We should also remember that, living in Melbourne or Sydney, we have never had to confront the scale and visibility of homelessness that exists in Darwin.

“Controlling the problem”

Unsurprisingly there is little patience for what people perceive as the problems associated with Aboriginal homelessness. Long grassers are often treated with outright hostility. They are seen as repugnant; human rubbish who smell, piss in public, are loud and anti-social and ruin the amenity of the city. Even amongst those who do show compassion, the population is seen as undesirable. Almost invariably, the non-indigenous population see long grassers as a “problem”, whose behaviour they want controlled and out of their sight.

A similar desire to “control the problem” is evident in policy making. At least since the Intervention in 2007, the dominant strategy has been to withdraw access to alcohol, through increasingly heavy-handed, race-specific mechanisms of control. While the impulse to get rid of the grog is understandable, these policies are largely ineffective – not to mention overtly racist. Five years into the Intervention, not only have “alcohol-related incidents” not decreased in the Territory, they have more than doubled. Prohibitions on purchasing alcohol with a Basics card are easily avoided by going to stores that ignore the restriction. Problem drinkers who are banned from purchasing alcohol simply buy it on the black market (“sly grog”) or get a friend or family member to purchase it for them.

Yet still policy makers persist along the same lines. The latest initiative of the NT Government is mandatory rehabilitation, where problem drinkers who are considered a threat to themselves and others can be compulsorily placed in 12-week treatment. If they walk out three times, they will face criminal charges, including the possibility of prison. The Government also plans to introduce Alcohol Protection Orders – orders banning people who have committed an alcohol-related crime from drinking, which it will then be a criminal offence to breach. As opponents of these plans point out, the policies criminalise a health problem and risk further increasing the already astronomical rates of Indigenous incarceration.

It would be easy, tempting even, to slip into a comfortable superiority when considering these attitudes and policies. But we should also remember that, living in Melbourne or Sydney, we have never had to confront the scale and visibility of homelessness that exists in Darwin. In our own communities, the homeless are invisible – begging silently on street corners, faces downcast, easy for our eyes to slide over. We do not know how we would react if that easy status quo was challenged.

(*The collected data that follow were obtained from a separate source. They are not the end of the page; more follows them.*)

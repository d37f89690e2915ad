//! Client-side signup validation.
//!
//! Validation runs before any network call and reports every violated field
//! at once, so the user sees all problems in a single pass.

use std::sync::OnceLock;

use regex::Regex;
use serde::Serialize;

/// Signup form contents. Also the `POST /api/signup` body.
#[derive(Debug, Clone, Default, Serialize)]
pub struct SignupForm {
    #[serde(rename = "firstName")]
    pub first_name: String,
    #[serde(rename = "lastName")]
    pub last_name: String,
    pub email: String,
    pub password: String,
    #[serde(rename = "confirmPassword")]
    pub confirm_password: String,
}

/// Per-field validation messages. `None` means the field passed.
#[derive(Debug, Clone, Default, PartialEq, Eq)]
pub struct SignupErrors {
    pub first_name: Option<String>,
    pub last_name: Option<String>,
    pub email: Option<String>,
    pub password: Option<String>,
    pub confirm_password: Option<String>,
}

impl SignupErrors {
    pub fn is_empty(&self) -> bool {
        self.first_name.is_none()
            && self.last_name.is_none()
            && self.email.is_none()
            && self.password.is_none()
            && self.confirm_password.is_none()
    }

    /// Drop the message for one field (called when the user edits it).
    pub fn clear_field(&mut self, field: SignupField) {
        match field {
            SignupField::FirstName => self.first_name = None,
            SignupField::LastName => self.last_name = None,
            SignupField::Email => self.email = None,
            SignupField::Password => self.password = None,
            SignupField::ConfirmPassword => self.confirm_password = None,
        }
    }
}

/// Identifies a signup form field.
#[derive(Debug, Clone, Copy, PartialEq, Eq)]
pub enum SignupField {
    FirstName,
    LastName,
    Email,
    Password,
    ConfirmPassword,
}

fn email_regex() -> &'static Regex {
    static EMAIL_RE: OnceLock<Regex> = OnceLock::new();
    EMAIL_RE.get_or_init(|| {
        Regex::new(r"^[A-Za-z0-9+_.-]+@(.+)$").expect("email pattern is valid")
    })
}

/// Minimal RFC-ish email check: a local part followed by `@` and anything.
pub fn is_valid_email(email: &str) -> bool {
    !email.is_empty() && email_regex().is_match(email)
}

/// Password rule: length >= 8, at least one digit, one lowercase, one
/// uppercase, one non-alphanumeric, and no whitespace anywhere.
pub fn is_valid_password(password: &str) -> bool {
    password.chars().count() >= 8
        && password.chars().any(|c| c.is_ascii_digit())
        && password.chars().any(|c| c.is_lowercase())
        && password.chars().any(|c| c.is_uppercase())
        && password.chars().any(|c| !c.is_alphanumeric())
        && !password.chars().any(|c| c.is_whitespace())
}

/// Validate the whole form. Never short-circuits.
pub fn validate_signup(form: &SignupForm) -> SignupErrors {
    let mut errors = SignupErrors::default();

    if form.first_name.trim().is_empty() {
        errors.first_name = Some("First name is required".to_string());
    }

    if form.last_name.trim().is_empty() {
        errors.last_name = Some("Last name is required".to_string());
    }

    if !is_valid_email(&form.email) {
        errors.email = Some("Valid email is required".to_string());
    }

    if !is_valid_password(&form.password) {
        errors.password = Some(
            "Password must be at least 8 characters with uppercase, lowercase, number and special character"
                .to_string(),
        );
    }

    if form.password != form.confirm_password {
        errors.confirm_password = Some("Passwords do not match".to_string());
    }

    errors
}

#[cfg(test)]
mod tests {
    use super::*;

    fn valid_form() -> SignupForm {
        SignupForm {
            first_name: "Ada".to_string(),
            last_name: "Lovelace".to_string(),
            email: "ada@example.com".to_string(),
            password: "Str0ng!pass".to_string(),
            confirm_password: "Str0ng!pass".to_string(),
        }
    }

    #[test]
    fn test_valid_form_passes() {
        assert!(validate_signup(&valid_form()).is_empty());
    }

    #[test]
    fn test_email_rule() {
        assert!(is_valid_email("a@b.com"));
        assert!(is_valid_email("first.last+tag@sub.example.org"));
        // The rule is deliberately loose about the domain part.
        assert!(is_valid_email("user@localhost"));

        assert!(!is_valid_email(""));
        assert!(!is_valid_email("no-at-sign"));
        assert!(!is_valid_email("@missing-local.com"));
        assert!(!is_valid_email("spa ce@example.com"));
    }

    #[test]
    fn test_password_rule_accepts() {
        assert!(is_valid_password("Str0ng!pass"));
        assert!(is_valid_password("aB3$efgh"));
        assert!(is_valid_password("!!!!aB3!!!!"));
    }

    #[test]
    fn test_password_rule_rejects() {
        assert!(!is_valid_password("aB3$efg")); // too short
        assert!(!is_valid_password("AB3$EFGH")); // no lowercase
        assert!(!is_valid_password("ab3$efgh")); // no uppercase
        assert!(!is_valid_password("aBc$efgh")); // no digit
        assert!(!is_valid_password("aB3defgh")); // no special
        assert!(!is_valid_password("aB3$ efgh")); // whitespace
        assert!(!is_valid_password("")); // empty
    }

    /// Removing any required character class from a valid password must
    /// invalidate it.
    #[test]
    fn test_password_rule_monotonic_in_each_class() {
        let valid = "aaB3$efgh";
        assert!(is_valid_password(valid));

        let without = |pred: fn(char) -> bool| -> String {
            valid.chars().filter(|c| !pred(*c)).collect()
        };

        let no_digits = without(|c| c.is_ascii_digit());
        let no_lower = without(|c| c.is_lowercase());
        let no_upper = without(|c| c.is_uppercase());
        let no_special = without(|c| !c.is_alphanumeric());

        for stripped in [no_digits, no_lower, no_upper, no_special] {
            assert!(
                !is_valid_password(&stripped),
                "expected {:?} to be rejected",
                stripped
            );
        }
    }

    #[test]
    fn test_all_violations_reported_at_once() {
        let form = SignupForm {
            first_name: "  ".to_string(),
            last_name: String::new(),
            email: "not-an-email".to_string(),
            password: "weak".to_string(),
            confirm_password: "different".to_string(),
        };
        let errors = validate_signup(&form);
        assert!(errors.first_name.is_some());
        assert!(errors.last_name.is_some());
        assert!(errors.email.is_some());
        assert!(errors.password.is_some());
        assert_eq!(
            errors.confirm_password.as_deref(),
            Some("Passwords do not match")
        );
    }

    #[test]
    fn test_mismatched_confirm_only() {
        let mut form = valid_form();
        form.confirm_password = "Str0ng!pas".to_string();
        let errors = validate_signup(&form);
        assert_eq!(
            errors.confirm_password.as_deref(),
            Some("Passwords do not match")
        );
        assert!(errors.password.is_none());
        assert!(errors.email.is_none());
    }

    #[test]
    fn test_clear_field() {
        let mut errors = validate_signup(&SignupForm::default());
        assert!(errors.email.is_some());
        errors.clear_field(SignupField::Email);
        assert!(errors.email.is_none());
        assert!(errors.password.is_some());
    }

    #[test]
    fn test_form_serializes_with_wire_names() {
        let json = serde_json::to_string(&valid_form()).expect("serialize form");
        assert!(json.contains("\"firstName\":\"Ada\""));
        assert!(json.contains("\"lastName\":\"Lovelace\""));
        assert!(json.contains("\"confirmPassword\""));
    }
}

Nor are our intellectual responses to the intractable complexities of Indigenous disadvantage necessarily more sophisticated than those of Territorians. Many of us are happy to formulaically adopt the prescriptions of Noel Pearson, or to make a general argument against the Intervention, without really engaging in the complexities of our position. Still more of us, overwhelmed by how difficult it all seems and worried that anything we say will be wrong, give up in bewilderment. I did this, leaving Darwin burnt out after only four weeks, more grateful than I have ever been to arrive back in Melbourne. To go back to working with refugees, where what I did seemed to have a sense of order and usefulness.  These responses are not something to be proud of, although they are to some degree understandable.

It is all too hard, and so we look away, hoping that someone else will “solve the problem”. Meanwhile in Darwin, long grassers roll with the policy punches, and life goes on much as before.